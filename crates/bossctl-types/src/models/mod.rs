//! Typed result records returned by the controller API.
//!
//! Each record deserializes from the protobuf JSON mapping (lowerCamelCase keys)
//! and exposes its fields to the renderer under their exported names.

/// Declares a protobuf-style enum: it decodes from either its symbolic name or
/// its wire number (unknown numbers fall back to the first variant), and it
/// converts into `Value::Enum` carrying both.
macro_rules! proto_enum {
    (
        $(#[$meta:meta])*
        pub enum $name:ident {
            $first:ident = $first_num:literal => $first_text:tt,
            $($variant:ident = $num:literal => $text:tt,)*
        }
    ) => {
        $(#[$meta])*
        #[derive(
            Debug, Clone, Copy, PartialEq, Eq, Hash, Default, serde::Serialize,
        )]
        pub enum $name {
            #[default]
            #[serde(rename = $first_text)]
            $first,
            $(
                #[serde(rename = $text)]
                $variant,
            )*
        }

        impl $name {
            pub fn name(self) -> &'static str {
                match self {
                    $name::$first => $first_text,
                    $($name::$variant => $text,)*
                }
            }

            pub fn number(self) -> i32 {
                match self {
                    $name::$first => $first_num,
                    $($name::$variant => $num,)*
                }
            }

            pub fn from_name(name: &str) -> Option<Self> {
                match name {
                    $first_text => Some($name::$first),
                    $($text => Some($name::$variant),)*
                    _ => None,
                }
            }

            pub fn from_number(number: i64) -> Option<Self> {
                match number {
                    $first_num => Some($name::$first),
                    $($num => Some($name::$variant),)*
                    _ => None,
                }
            }
        }

        impl<'de> serde::Deserialize<'de> for $name {
            fn deserialize<D>(deserializer: D) -> std::result::Result<Self, D::Error>
            where
                D: serde::Deserializer<'de>,
            {
                struct EnumVisitor;

                impl serde::de::Visitor<'_> for EnumVisitor {
                    type Value = $name;

                    fn expecting(&self, f: &mut std::fmt::Formatter<'_>) -> std::fmt::Result {
                        write!(f, "a {} name or number", stringify!($name))
                    }

                    fn visit_str<E: serde::de::Error>(self, v: &str) -> std::result::Result<$name, E> {
                        const NAMES: &[&str] = &[$first_text, $($text,)*];
                        $name::from_name(v).ok_or_else(|| E::unknown_variant(v, NAMES))
                    }

                    fn visit_i64<E: serde::de::Error>(self, v: i64) -> std::result::Result<$name, E> {
                        Ok($name::from_number(v).unwrap_or_default())
                    }

                    fn visit_u64<E: serde::de::Error>(self, v: u64) -> std::result::Result<$name, E> {
                        Ok(i64::try_from(v)
                            .ok()
                            .and_then($name::from_number)
                            .unwrap_or_default())
                    }

                    fn visit_unit<E: serde::de::Error>(self) -> std::result::Result<$name, E> {
                        Ok($name::default())
                    }
                }

                deserializer.deserialize_any(EnumVisitor)
            }
        }

        impl From<$name> for $crate::Value {
            fn from(e: $name) -> Self {
                $crate::Value::Enum($crate::EnumValue {
                    name: e.name(),
                    number: e.number(),
                })
            }
        }
    };
}

mod adapter;
mod component;
mod device;
mod pm;
mod port;

pub use adapter::AdapterInstance;
pub use component::ComponentInstance;
pub use device::{AdminState, ConnectStatus, Device, OperStatus};
pub use pm::{PmConfig, PmConfigs, PmGroupConfig, PmType};
pub use port::{PeerPort, Port, PortType};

Work required →
Here, the lines to copy run from the one containing "fn visit_u64<E: serde::de::Error>(self, v: u64)" to the final line of the listing; copy them exactly and nothing else.

Task result →
                    fn visit_u64<E: serde::de::Error>(self, v: u64) -> std::result::Result<$name, E> {
                        Ok(i64::try_from(v)
                            .ok()
                            .and_then($name::from_number)
                            .unwrap_or_default())
                    }

                    fn visit_unit<E: serde::de::Error>(self) -> std::result::Result<$name, E> {
                        Ok($name::default())
                    }
                }

                deserializer.deserialize_any(EnumVisitor)
            }
        }

        impl From<$name> for $crate::Value {
            fn from(e: $name) -> Self {
                $crate::Value::Enum($crate::EnumValue {
                    name: e.name(),
                    number: e.number(),
                })
            }
        }
    };
}

mod adapter;
mod component;
mod device;
mod pm;
mod port;

pub use adapter::AdapterInstance;
pub use component::ComponentInstance;
pub use device::{AdminState, ConnectStatus, Device, OperStatus};
pub use pm::{PmConfig, PmConfigs, PmGroupConfig, PmType};
pub use port::{PeerPort, Port, PortType};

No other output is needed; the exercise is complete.